The girl — whose identity The Herald is withholding to protect her privacy — said she has remained in the teacher’s class, but their relationship hasn’t been the same since. Her teacher and the school’s principal, Robert Biehl, also came to her house to talk with her and her mother, the girl said, but didn’t seem to truly be sorry.
“She hasn’t really said anything to me,” the girl said. “What she said to me so far wasn’t really an apology. I would like an apology. She said that she hated that I [had] seen it and asked me would I come back in her classroom.”
The girl did rejoin the teacher’s class but said she’s still waiting on an apology weeks later. Her mother also said she wasn’t satisfied by the home visit.
“It, to me, really didn’t sound sincere,” she said. “It seemed like they were just covering their behinds.”
Biehl declined to comment for this story. He also declined to make either teacher available for comment.
Bryan said no one has contacted the central office requesting an apology or any other action, and that Biehl told him no one has contacted the school, either. The girl named in the messages, however, said she doesn’t think she should have to officially request an apology to get one.
The entire conversation wasn’t depicted in the screenshot, but the part that was captured begins with a science teacher saying she doesn’t “think anyone needs medication or a therapist” — but that even so, she thinks one particular student could use some Adderall, a prescription drug used to control attention disorders.
After that, the English teacher identified the female student who “will most likely get pregnant, if I’m being really really painfully honest,” while also noting the girl values her education and so even if she got pregnant, it wouldn’t be “the end of the world.”
After the science teacher asked about the student’s social life, the English teacher responded, “dude, she had like 200 people at her party.”
The science teacher responded with a smiley face and a mention of the girl’s Twitter followers.
Bryan said staff from his office and from the school began investigating once the messages surfaced in late April and have since come to a satisfactory conclusion. He wouldn’t divulge specifics of the investigation or its findings, however, citing privacy rules.
“All concerned parties participated in the investigative process, and we believe the situation has been appropriately resolved,” Bryan said in a written statement.
“Lee County teachers care deeply about their students, and we certainly believe that is the case here as well,” Bryan wrote.
A student at the school, who was not mentioned in the messages but tipped off The Herald, said neither Biehl nor the teachers involved have addressed the student body about the incident.
The girl who was named in the messages said students have teased her, putting their hands on her stomach and congratulating her on a pregnancy that doesn’t exist. She didn’t want to return to school at first, she said, and might transfer next year. But in the meantime, she said she’s using the messages as motivation.
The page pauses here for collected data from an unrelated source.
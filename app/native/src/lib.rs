//! IconStash - keep several desktop icon layouts and switch between them.
//!
//! The crate is layered leaves-first:
//!
//! - [`desktop`] - Desktop Shell Bridge: the live icon view and its backing folder
//! - [`snapshot`] - Snapshot Engine: capture a desktop into a slot, restore it back
//! - [`registry`] - Save Registry: named slots and the active-slot pointer
//!
//! [`cli`] wires them to the command line, [`config`] and [`logging`] provide
//! the ambient setup.

pub mod cli;
pub mod config;
pub mod core;
pub mod desktop;
pub mod logging;
pub mod persist;
pub mod registry;
pub mod schema;
pub mod snapshot;

pub use crate::core::{Error, Result};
“It just makes me want to prove them wrong and get my grades up to where they need to be,” she said.
Lee Early College, according to its website, “offers a rigorous academic program where students take a combination of honors-level high school courses as well as community college courses in order to obtain not only a high school diploma, but also an associate’s degree.” It’s located on the Sanford campus of Central Carolina Community College.